[Extracted information Boundary: Start]
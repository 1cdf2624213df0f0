//! Transaction command handlers

use anyhow::{bail, Result};
use chrono::Utc;
use serde_json::{json, Map, Value};

use gymflow_core::ApiClient;

use crate::output::Output;

use super::report_outcome;

/// List transactions with optional type/month filters
pub async fn list(
    client: &ApiClient,
    kind: Option<String>,
    month: Option<String>,
    output: &Output,
) -> Result<()> {
    let endpoint = list_endpoint(kind.as_deref(), month.as_deref());
    let transactions = client.get(&endpoint).await?;
    output.print_rows(
        &transactions,
        &["id", "type", "category", "amount", "date", "note"],
    );
    Ok(())
}

/// Record an income or expense transaction
pub async fn add(
    client: &ApiClient,
    kind: String,
    category: String,
    amount: i64,
    date: Option<String>,
    note: Option<String>,
    output: &Output,
) -> Result<()> {
    if kind != "income" && kind != "expense" {
        bail!("Transaction type must be 'income' or 'expense', got '{}'", kind);
    }
    let body = json!({
        "type": kind,
        "category": category,
        "amount": amount,
        "date": date.unwrap_or_else(|| Utc::now().format("%Y-%m-%d").to_string()),
        "note": note,
    });
    let outcome = client.post("/api/transactions", body).await?;
    report_outcome(&outcome, &format!("Recorded {} transaction", kind), output);
    Ok(())
}

/// Update transaction fields; only flags that were given are sent
pub async fn update(
    client: &ApiClient,
    id: String,
    category: Option<String>,
    amount: Option<i64>,
    date: Option<String>,
    note: Option<String>,
    output: &Output,
) -> Result<()> {
    let mut fields = Map::new();
    if let Some(category) = category {
        fields.insert("category".to_string(), Value::String(category));
    }
    if let Some(amount) = amount {
        fields.insert("amount".to_string(), Value::from(amount));
    }
    if let Some(date) = date {
        fields.insert("date".to_string(), Value::String(date));
    }
    if let Some(note) = note {
        fields.insert("note".to_string(), Value::String(note));
    }
    if fields.is_empty() {
        bail!("Nothing to update, pass at least one field flag");
    }

    let outcome = client
        .put(&format!("/api/transactions/{}", id), Value::Object(fields))
        .await?;
    report_outcome(&outcome, &format!("Updated transaction: {}", id), output);
    Ok(())
}

/// Delete a transaction. The server restricts this to superadmin.
pub async fn delete(client: &ApiClient, id: String, output: &Output) -> Result<()> {
    let outcome = client.delete(&format!("/api/transactions/{}", id)).await?;
    report_outcome(&outcome, &format!("Deleted transaction: {}", id), output);
    Ok(())
}

/// Build the list endpoint; the server's filter params are `type_filter`
/// and `month`
fn list_endpoint(kind: Option<&str>, month: Option<&str>) -> String {
    let mut params = Vec::new();
    if let Some(kind) = kind {
        params.push(format!("type_filter={}", kind));
    }
    if let Some(month) = month {
        params.push(format!("month={}", month));
    }
    if params.is_empty() {
        "/api/transactions".to_string()
    } else {
        format!("/api/transactions?{}", params.join("&"))
    }
}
[Extracted information Boundary: End]
What is required:
Exactly as they stand, repeat all the records.

Written response:
repository 1cdf2624213df0f0
//! Transaction command handlers

use anyhow::{bail, Result};
use chrono::Utc;
use serde_json::{json, Map, Value};

use gymflow_core::ApiClient;

use crate::output::Output;

use super::report_outcome;

/// List transactions with optional type/month filters
pub async fn list(
    client: &ApiClient,
    kind: Option<String>,
    month: Option<String>,
    output: &Output,
) -> Result<()> {
    let endpoint = list_endpoint(kind.as_deref(), month.as_deref());
    let transactions = client.get(&endpoint).await?;
    output.print_rows(
        &transactions,
        &["id", "type", "category", "amount", "date", "note"],
    );
    Ok(())
}

/// Record an income or expense transaction
pub async fn add(
    client: &ApiClient,
    kind: String,
    category: String,
    amount: i64,
    date: Option<String>,
    note: Option<String>,
    output: &Output,
) -> Result<()> {
    if kind != "income" && kind != "expense" {
        bail!("Transaction type must be 'income' or 'expense', got '{}'", kind);
    }
    let body = json!({
        "type": kind,
        "category": category,
        "amount": amount,
        "date": date.unwrap_or_else(|| Utc::now().format("%Y-%m-%d").to_string()),
        "note": note,
    });
    let outcome = client.post("/api/transactions", body).await?;
    report_outcome(&outcome, &format!("Recorded {} transaction", kind), output);
    Ok(())
}

/// Update transaction fields; only flags that were given are sent
pub async fn update(
    client: &ApiClient,
    id: String,
    category: Option<String>,
    amount: Option<i64>,
    date: Option<String>,
    note: Option<String>,
    output: &Output,
) -> Result<()> {
    let mut fields = Map::new();
    if let Some(category) = category {
        fields.insert("category".to_string(), Value::String(category));
    }
    if let Some(amount) = amount {
        fields.insert("amount".to_string(), Value::from(amount));
    }
    if let Some(date) = date {
        fields.insert("date".to_string(), Value::String(date));
    }
    if let Some(note) = note {
        fields.insert("note".to_string(), Value::String(note));
    }
    if fields.is_empty() {
        bail!("Nothing to update, pass at least one field flag");
    }

    let outcome = client
        .put(&format!("/api/transactions/{}", id), Value::Object(fields))
        .await?;
    report_outcome(&outcome, &format!("Updated transaction: {}", id), output);
    Ok(())
}

/// Delete a transaction. The server restricts this to superadmin.
pub async fn delete(client: &ApiClient, id: String, output: &Output) -> Result<()> {
    let outcome = client.delete(&format!("/api/transactions/{}", id)).await?;
    report_outcome(&outcome, &format!("Deleted transaction: {}", id), output);
    Ok(())
}

/// Build the list endpoint; the server's filter params are `type_filter`
/// and `month`
fn list_endpoint(kind: Option<&str>, month: Option<&str>) -> String {
    let mut params = Vec::new();
    if let Some(kind) = kind {
        params.push(format!("type_filter={}", kind));
    }
    if let Some(month) = month {
        params.push(format!("month={}", month));
    }
    if params.is_empty() {
        "/api/transactions".to_string()
    } else {
        format!("/api/transactions?{}", params.join("&"))
    }
}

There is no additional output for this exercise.